The Farm (Shares) Report, 8/24/05

August 25, 2005 psipsina

Sometimes the modern world feels like an exercise in a kind of damned-if-you-do, damned-if-you-don’t moral compromise.  You invest your money so you can retire without being a burden to society, and you find that your mutual fund invests in companies that exploit workers, spoil the land, the air, and the water, or defraud the public.  You eat fish so you’ll be healthy and be able to take care of your family and avoid overtaxing the health care system, and you find that you are going to die of mercury poisoning.  A massive corporation, under pressure from activists, closes its sweatshops in Central America, and the teenage prostitution rate goes up because, hey, they gotta earn a living somehow.  Cities switch to hydroelectric power because it is non-polluting, and river ecosystems are destroyed.

The world is so complex that no matter what good thing you think you are doing, somewhere, someone suffers for it.  It can be crazy-making.  Sometimes you have to stop thinking about it.

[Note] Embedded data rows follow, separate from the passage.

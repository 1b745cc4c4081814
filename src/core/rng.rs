//! Dice and deterministic random number generation.
//!
//! ## Key Features
//!
//! - **Deterministic**: Same seed produces identical rolls
//! - **Serializable**: O(1) state capture and restore
//! - **Pluggable**: The controller draws dice through [`DieRoller`], so
//!   front ends and tests can substitute [`ScriptedDice`]
//!
//! ## Usage
//!
//! ```
//! use shut_the_box::core::{roll_die, GameRng};
//!
//! let mut rng = GameRng::new(42);
//! let value = roll_die(&mut rng);
//! assert!((1..=6).contains(&value));
//!
//! // Same seed, same rolls
//! let mut replay = GameRng::new(42);
//! assert_eq!(roll_die(&mut replay), value);
//! ```

use rand::{Rng, SeedableRng};
use rand_chacha::ChaCha8Rng;
use serde::{Deserialize, Serialize};

/// Faces on a standard die.
pub const STANDARD_DIE_FACES: u32 = 6;

/// Source of die rolls.
///
/// Every call is an independent draw; the controller calls it once per die.
pub trait DieRoller {
    /// Roll a single die with `faces` sides, returning a value in `1..=faces`.
    fn roll_die(&mut self, faces: u32) -> u32;
}

/// Roll one standard six-sided die.
pub fn roll_die<R: DieRoller + ?Sized>(roller: &mut R) -> u32 {
    roller.roll_die(STANDARD_DIE_FACES)
}

/// Deterministic RNG for dice.
///
/// Uses ChaCha8 for speed while keeping high-quality randomness.
#[derive(Clone, Debug)]
pub struct GameRng {
    inner: ChaCha8Rng,
    seed: u64,
}

impl GameRng {
    /// Create a new RNG with the given seed.
    #[must_use]
    pub fn new(seed: u64) -> Self {
        Self {
            inner: ChaCha8Rng::seed_from_u64(seed),
            seed,
        }
    }

    /// Create an RNG from a freshly drawn OS seed.
    ///
    /// The seed is still recorded, so a game can be replayed from
    /// [`GameRng::seed`].
    #[must_use]
    pub fn from_entropy() -> Self {
        Self::new(rand::random())
    }

    /// The seed this RNG was created with.
    #[must_use]
    pub fn seed(&self) -> u64 {
        self.seed
    }

    /// Get the current state for serialization.
    #[must_use]
    pub fn state(&self) -> GameRngState {
        GameRngState {
            seed: self.seed,
            word_pos: self.inner.get_word_pos(),
        }
    }

    /// Restore from a saved state.
    #[must_use]
    pub fn from_state(state: &GameRngState) -> Self {
        let mut inner = ChaCha8Rng::seed_from_u64(state.seed);
        inner.set_word_pos(state.word_pos);
        Self {
            inner,
            seed: state.seed,
        }
    }
}

impl DieRoller for GameRng {
    fn roll_die(&mut self, faces: u32) -> u32 {
        self.inner.gen_range(1..=faces.max(1))
    }
}

/// Serializable RNG state for checkpointing.
///
/// Uses ChaCha8 word position for O(1) serialization regardless of
/// how many dice have been rolled.
#[derive(Clone, Debug, PartialEq, Eq, Serialize, Deserialize)]
pub struct GameRngState {
    /// Original seed
    pub seed: u64,
    /// ChaCha8 word position (128-bit counter)
    pub word_pos: u128,
}

/// Dice that replay a fixed script, cycling when exhausted.
///
/// Scripted values are clamped into `1..=faces`. An empty script always
/// rolls 1.
#[derive(Clone, Debug, Default, PartialEq, Eq)]
pub struct ScriptedDice {
    script: Vec<u32>,
    cursor: usize,
}

impl ScriptedDice {
    /// Create dice that return `script` in order.
    pub fn new(script: impl Into<Vec<u32>>) -> Self {
        Self {
            script: script.into(),
            cursor: 0,
        }
    }

    /// Number of dice rolled so far.
    #[must_use]
    pub fn rolls(&self) -> usize {
        self.cursor
    }
}

impl DieRoller for ScriptedDice {
    fn roll_die(&mut self, faces: u32) -> u32 {
        let value = if self.script.is_empty() {
            1
        } else {
            self.script[self.cursor % self.script.len()]
        };
        self.cursor += 1;
        value.clamp(1, faces.max(1))
    }
}

#[cfg(test)]
mod tests {
    use super::*;

    #[test]
    fn test_determinism() {
        let mut rng1 = GameRng::new(42);
        let mut rng2 = GameRng::new(42);

        for _ in 0..100 {
            assert_eq!(roll_die(&mut rng1), roll_die(&mut rng2));
        }
    }

    #[test]
    fn test_different_seeds() {
        let mut rng1 = GameRng::new(1);
        let mut rng2 = GameRng::new(2);

        let seq1: Vec<_> = (0..20).map(|_| roll_die(&mut rng1)).collect();
        let seq2: Vec<_> = (0..20).map(|_| roll_die(&mut rng2)).collect();

        assert_ne!(seq1, seq2);
    }

    #[test]
    fn test_roll_range() {
        let mut rng = GameRng::new(7);
        for _ in 0..1000 {
            let value = roll_die(&mut rng);
            assert!((1..=6).contains(&value), "rolled {}", value);
        }
    }

    #[test]
    fn test_custom_faces() {
        let mut rng = GameRng::new(7);
        for _ in 0..500 {
            let value = rng.roll_die(20);
            assert!((1..=20).contains(&value));
        }
    }

    #[test]
    fn test_entropy_records_seed() {
        let rng = GameRng::from_entropy();
        let mut a = rng.clone();
        let mut b = GameRng::new(rng.seed());
        assert_eq!(roll_die(&mut a), roll_die(&mut b));
    }

    #[test]
    fn test_state_serialization() {
        let mut rng = GameRng::new(42);

        for _ in 0..100 {
            roll_die(&mut rng);
        }

        let state = rng.state();
        let expected: Vec<_> = (0..10).map(|_| roll_die(&mut rng)).collect();

        let mut restored = GameRng::from_state(&state);
        let actual: Vec<_> = (0..10).map(|_| roll_die(&mut restored)).collect();

        assert_eq!(expected, actual);
    }

    #[test]
    fn test_state_serde() {
        let state = GameRngState {
            seed: 42,
            word_pos: 12345,
        };

        let json = serde_json::to_string(&state).unwrap();
        let deserialized: GameRngState = serde_json::from_str(&json).unwrap();

        assert_eq!(state, deserialized);
    }

    #[test]
    fn test_scripted_dice_cycle() {
        let mut dice = ScriptedDice::new(vec![3, 5]);
        assert_eq!(roll_die(&mut dice), 3);
        assert_eq!(roll_die(&mut dice), 5);
        assert_eq!(roll_die(&mut dice), 3);
        assert_eq!(dice.rolls(), 3);
    }

    #[test]
    fn test_scripted_dice_clamps() {
        let mut dice = ScriptedDice::new(vec![0, 9]);
        assert_eq!(roll_die(&mut dice), 1);
        assert_eq!(roll_die(&mut dice), 6);

        let mut empty = ScriptedDice::default();
        assert_eq!(roll_die(&mut empty), 1);
    }
}
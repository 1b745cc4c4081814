//! Transition table.
//!
//! The whole machine is described by static data:
//! - [`TRANSITIONS`]: `(source, event) -> (guard, actions, target)`, checked
//!   in order, leaves before `play`
//! - [`ALWAYS`]: eventless guards evaluated whenever the machine settles
//! - [`DELAYED`]: one-shot timers armed on entry and cancelled on exit
//! - [`entry_actions`]: what entering a state does to the context
//!
//! The controller interprets these; nothing here mutates anything.

use smallvec::SmallVec;

use super::state::{PlayState, StateValue};
use crate::core::{Event, EventKind, GameContext};
use crate::rules::{ContextAction, Guard};

/// States a transition applies to.
#[derive(Clone, Copy, Debug, PartialEq, Eq)]
pub enum Source {
    /// Exactly this state.
    State(StateValue),
    /// Any leaf inside `play`.
    Play,
}

impl Source {
    /// Does this source cover `state`?
    #[must_use]
    pub fn covers(self, state: StateValue) -> bool {
        match self {
            Source::State(source) => source == state,
            Source::Play => state.play_state().is_some(),
        }
    }
}

/// Where a transition goes.
#[derive(Clone, Copy, Debug, PartialEq, Eq, Hash)]
pub enum Target {
    Lobby,
    /// Re-enter `play` from the top, resetting the game.
    Play,
    /// A leaf inside `play`, without re-entering `play`.
    Leaf(PlayState),
}

impl Target {
    /// The leaf state this target ends up in.
    #[must_use]
    pub const fn resolve(self) -> StateValue {
        match self {
            Target::Lobby => StateValue::Lobby,
            Target::Play => StateValue::Play(PlayState::Waiting),
            Target::Leaf(state) => StateValue::Play(state),
        }
    }
}

/// An event-driven transition.
///
/// `target: None` is an internal transition: actions run, no state is
/// exited or entered.
#[derive(Clone, Copy, Debug)]
pub struct Transition {
    pub source: Source,
    pub event: EventKind,
    pub guard: Guard,
    pub actions: &'static [ContextAction],
    pub target: Option<Target>,
}

/// An eventless transition taken as soon as its guard holds.
#[derive(Clone, Copy, Debug)]
pub struct Always {
    pub source: PlayState,
    pub guard: Guard,
    pub target: Target,
}

/// A transition taken once the configured delay has passed in `source`.
#[derive(Clone, Copy, Debug)]
pub struct Delayed {
    pub source: PlayState,
    pub target: Target,
}

const WAITING: StateValue = StateValue::Play(PlayState::Waiting);
const DECIDING: StateValue = StateValue::Play(PlayState::Deciding);
const WIN: StateValue = StateValue::Play(PlayState::Win);
const LOSE: StateValue = StateValue::Play(PlayState::Lose);

/// Every event-driven transition.
pub static TRANSITIONS: &[Transition] = &[
    Transition {
        source: Source::State(StateValue::Lobby),
        event: EventKind::Start,
        guard: Guard::Unconditional,
        actions: &[],
        target: Some(Target::Play),
    },
    Transition {
        source: Source::State(WAITING),
        event: EventKind::Roll,
        guard: Guard::Unconditional,
        actions: &[],
        target: Some(Target::Leaf(PlayState::Rolling)),
    },
    Transition {
        source: Source::State(DECIDING),
        event: EventKind::SelectValue,
        guard: Guard::CanSelectValue,
        actions: &[ContextAction::SelectValue],
        target: None,
    },
    Transition {
        source: Source::State(DECIDING),
        event: EventKind::DeselectValue,
        guard: Guard::Unconditional,
        actions: &[ContextAction::DeselectValue],
        target: None,
    },
    Transition {
        source: Source::State(DECIDING),
        event: EventKind::SubmitMove,
        guard: Guard::CanSubmit,
        actions: &[ContextAction::UpdateRemainingNumbers],
        target: Some(Target::Leaf(PlayState::Waiting)),
    },
    Transition {
        source: Source::State(WIN),
        event: EventKind::Lobby,
        guard: Guard::Unconditional,
        actions: &[ContextAction::ResetGame],
        target: Some(Target::Lobby),
    },
    Transition {
        source: Source::State(WIN),
        event: EventKind::Retry,
        guard: Guard::Unconditional,
        actions: &[ContextAction::ResetGame],
        target: Some(Target::Play),
    },
    Transition {
        source: Source::State(LOSE),
        event: EventKind::Lobby,
        guard: Guard::Unconditional,
        actions: &[ContextAction::ResetGame],
        target: Some(Target::Lobby),
    },
    Transition {
        source: Source::State(LOSE),
        event: EventKind::Retry,
        guard: Guard::Unconditional,
        actions: &[ContextAction::ResetGame],
        target: Some(Target::Play),
    },
    Transition {
        source: Source::Play,
        event: EventKind::Win,
        guard: Guard::Unconditional,
        actions: &[],
        target: Some(Target::Leaf(PlayState::Win)),
    },
    Transition {
        source: Source::Play,
        event: EventKind::Lose,
        guard: Guard::Unconditional,
        actions: &[],
        target: Some(Target::Leaf(PlayState::Lose)),
    },
];

/// Eventless transitions.
pub static ALWAYS: &[Always] = &[
    Always {
        source: PlayState::Waiting,
        guard: Guard::DidPlayerWin,
        target: Target::Leaf(PlayState::Win),
    },
    Always {
        source: PlayState::Deciding,
        guard: Guard::DidPlayerLose,
        target: Target::Leaf(PlayState::Lose),
    },
];

/// Delayed transitions.
pub static DELAYED: &[Delayed] = &[Delayed {
    source: PlayState::Rolling,
    target: Target::Leaf(PlayState::Deciding),
}];

/// The first enabled transition for `event` in `state`, if any.
#[must_use]
pub fn find_transition(
    state: StateValue,
    context: &GameContext,
    event: &Event,
) -> Option<&'static Transition> {
    let kind = event.kind();
    TRANSITIONS.iter().find(|transition| {
        transition.event == kind
            && transition.source.covers(state)
            && transition.guard.check(context, Some(event))
    })
}

/// The first eventless transition whose guard holds in `state`, if any.
#[must_use]
pub fn find_always(state: PlayState, context: &GameContext) -> Option<&'static Always> {
    ALWAYS
        .iter()
        .find(|always| always.source == state && always.guard.check(context, None))
}

/// The delayed transition armed on entry to `state`, if any.
#[must_use]
pub fn delayed_for(state: PlayState) -> Option<&'static Delayed> {
    DELAYED.iter().find(|delayed| delayed.source == state)
}

/// Entry actions run when moving from `from` to `target`, outermost first.
///
/// Entering `play` from outside, or re-entering it through [`Target::Play`],
/// resets the game before the leaf's own entry runs.
#[must_use]
pub fn entry_actions(from: StateValue, target: Target) -> SmallVec<[ContextAction; 4]> {
    let mut actions = SmallVec::new();

    let enters_play = match target {
        Target::Lobby => false,
        Target::Play => true,
        Target::Leaf(_) => from.play_state().is_none(),
    };
    if enters_play {
        actions.push(ContextAction::ResetGame);
    }

    match target.resolve() {
        StateValue::Play(PlayState::Waiting) => actions.push(ContextAction::ClearTurn),
        StateValue::Play(PlayState::Rolling) => {
            actions.push(ContextAction::RollDice);
            actions.push(ContextAction::CalculateMoves);
        }
        _ => {}
    }

    actions
}

#[cfg(test)]
mod tests {
    use super::*;
    use crate::core::Roll;

    #[test]
    fn test_source_covers() {
        assert!(Source::Play.covers(DECIDING));
        assert!(!Source::Play.covers(StateValue::Lobby));
        assert!(Source::State(WIN).covers(WIN));
        assert!(!Source::State(WIN).covers(LOSE));
    }

    #[test]
    fn test_roll_only_from_waiting() {
        let context = GameContext::new(1..=10);
        assert!(find_transition(WAITING, &context, &Event::Roll).is_some());
        assert!(find_transition(DECIDING, &context, &Event::Roll).is_none());
        assert!(find_transition(StateValue::Lobby, &context, &Event::Roll).is_none());
    }

    #[test]
    fn test_start_only_from_lobby() {
        let context = GameContext::new(1..=10);
        assert!(find_transition(StateValue::Lobby, &context, &Event::Start).is_some());
        assert!(find_transition(WAITING, &context, &Event::Start).is_none());
    }

    #[test]
    fn test_select_guarded() {
        let mut context = GameContext::new(1..=10);
        context.current_roll = Roll::from_slice(&[1, 1]);
        context.possible_moves.push_back(vec![2]);

        assert!(find_transition(DECIDING, &context, &Event::SelectValue(2)).is_some());
        assert!(find_transition(DECIDING, &context, &Event::SelectValue(5)).is_none());
    }

    #[test]
    fn test_escape_hatches_from_any_play_state() {
        let context = GameContext::new(1..=10);
        for state in [PlayState::Waiting, PlayState::Rolling, PlayState::Deciding] {
            let transition = find_transition(StateValue::Play(state), &context, &Event::Win);
            assert_eq!(transition.and_then(|t| t.target), Some(Target::Leaf(PlayState::Win)));
        }
        assert!(find_transition(StateValue::Lobby, &context, &Event::Lose).is_none());
    }

    #[test]
    fn test_game_over_exits_reset_board() {
        let context = GameContext::new(1..=10);
        for state in [WIN, LOSE] {
            for event in [Event::Lobby, Event::Retry] {
                let transition = find_transition(state, &context, &event).unwrap();
                assert_eq!(transition.actions, &[ContextAction::ResetGame]);
            }
        }
    }

    #[test]
    fn test_always_guards() {
        let empty = GameContext::new([]);
        assert!(find_always(PlayState::Waiting, &empty).is_some());
        assert!(find_always(PlayState::Deciding, &empty).is_some());

        let full = GameContext::new(1..=10);
        assert!(find_always(PlayState::Waiting, &full).is_none());
        assert!(find_always(PlayState::Rolling, &empty).is_none());
    }

    #[test]
    fn test_delayed_only_rolling() {
        assert!(delayed_for(PlayState::Rolling).is_some());
        assert!(delayed_for(PlayState::Deciding).is_none());
    }

    #[test]
    fn test_entry_actions() {
        assert_eq!(
            entry_actions(StateValue::Lobby, Target::Play).as_slice(),
            &[ContextAction::ResetGame, ContextAction::ClearTurn]
        );
        assert_eq!(
            entry_actions(WIN, Target::Play).as_slice(),
            &[ContextAction::ResetGame, ContextAction::ClearTurn]
        );
        assert_eq!(
            entry_actions(DECIDING, Target::Leaf(PlayState::Waiting)).as_slice(),
            &[ContextAction::ClearTurn]
        );
        assert_eq!(
            entry_actions(WAITING, Target::Leaf(PlayState::Rolling)).as_slice(),
            &[ContextAction::RollDice, ContextAction::CalculateMoves]
        );
        assert!(entry_actions(WIN, Target::Lobby).is_empty());
    }
}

Consumer subscription agriculture (CSA) is an exception, one of those rare things that are just plain good.  This spring the Red-Haired Boy and I joined a CSA (sometimes also called farm shares).

The principle is simple.  Instead of going to the store each week and buying your vegetables, you pay some money, upfront, to a local farmer, and each week throughout the growing season you receive a share of whatever produce the farm grows.  You share the risk with the farmer, as well as the rewards.

I’ve thought about it, and thought about it, and it’s All Good.

  • You support small, local farms and get to know your farmer.  Ours is Steve Parker, and we look forward to seeing him each week. 
  • Your produce travels much shorter distances, thereby staying fresher.  Fresher produce means more nutrients and better health.
  • Many farms with CSA programs are organic, do not grow genetically modified organisms (GMOs), or at least try to limit the number of damaging pesticides and herbicides they use.
  • Because the produce does not have to travel from California to New York or Boston or Ohio, farmers can grow more delicate, more tasty, and more unusual varieties than Big Agribusiness can.  And they can wait to pick their crops until they are truly ripe, which means you never see a styrofoam ball masquerading as a tomato.
  • Shorter distances travelled means less fuel used to transport your produce.  CSAs contribute significantly less to air pollution than supermarket vegetables.
  • You get back into the natural rhythm of the seasons.  It’s hard to remember, when you go to the average supermarket, that lettuce has a season.  We’re all spoiled into thinking we can have anything we want whenever we want it.  Farm shares are humbling; they teach us that we are not all powerful and sometimes we just can’t have it now.
  • It challenges you to eat more vegetables – you simply can’t let that huge pile of beautiful green peppers go to waste.  Don’t we all need to eat more veggies?
  • It is really cheap – see more on that below.

I’ll talk more about each of these in the coming weeks.   This week, I’ll start with cheapness.

We paid about $275 at the beginning of the season for a half share, which we were told would have about 8 items each week.  We were also told that if we were serious vegans, it would be about right, but otherwise it might be too much.  (We haven’t felt that it’s been too much, except for the corn, which does not agree with me.  But it isn’t too hard to give away sweet corn.)

The season varies in length depending on the weather, but based on what the Parkers told us, we figured that our cost worked out to about $12 per week.

The first week, Steve stuffed a two-gallon plastic bag full to overflowing with mixed baby greens.  The bag weighed at least a pound and a half.  This is stuff goes for $8/lb at Whole Foods.  There was our twelve dollars – and we got 7 other vegetables that week.  If I recall correctly, we got radicchio, two kinds of lettuce, sugar snap peas, arugula, mustard greens, and spinach.  (“Sorry it’s so leafy,” said Steve.  “It’s been cool and rainy.  I hope to have solid stuff next week.”)

I felt a little guilty about this – how could the Parkers possibly make a living?  Then I realized – there are no middle men.  No trucking company to pay, no markups from warehouses and distributors and supermarket chains and heaven only knows who else.  We are, in effect, getting our produce wholesale.

Tonight we got arugula, two glossy black eggplants, four or five green bell peppers, three or four yellow squash, a pound and a half of tomatoes that taste like tomatoes, a bunch of lovely beets with greens still intact, six ears of corn, and enough small green Kirby cucumbers to keep us in pickles for a month.  Dinner was a frittata with arugula and bacon, and a salad with more arugula, some green pepper, some cucumber, and the last of the orange cherry tomatoes from last week, topped with a balsamic mustard vinaigrette the Red-Haired Boy tossed together.  Oh, and served separately, so their own glorious goodness would not be muddied, were sliced Tomatoes, naked except for a sprinkle of salt and a grind of pepper.

We feel happy and healthy and full of good things.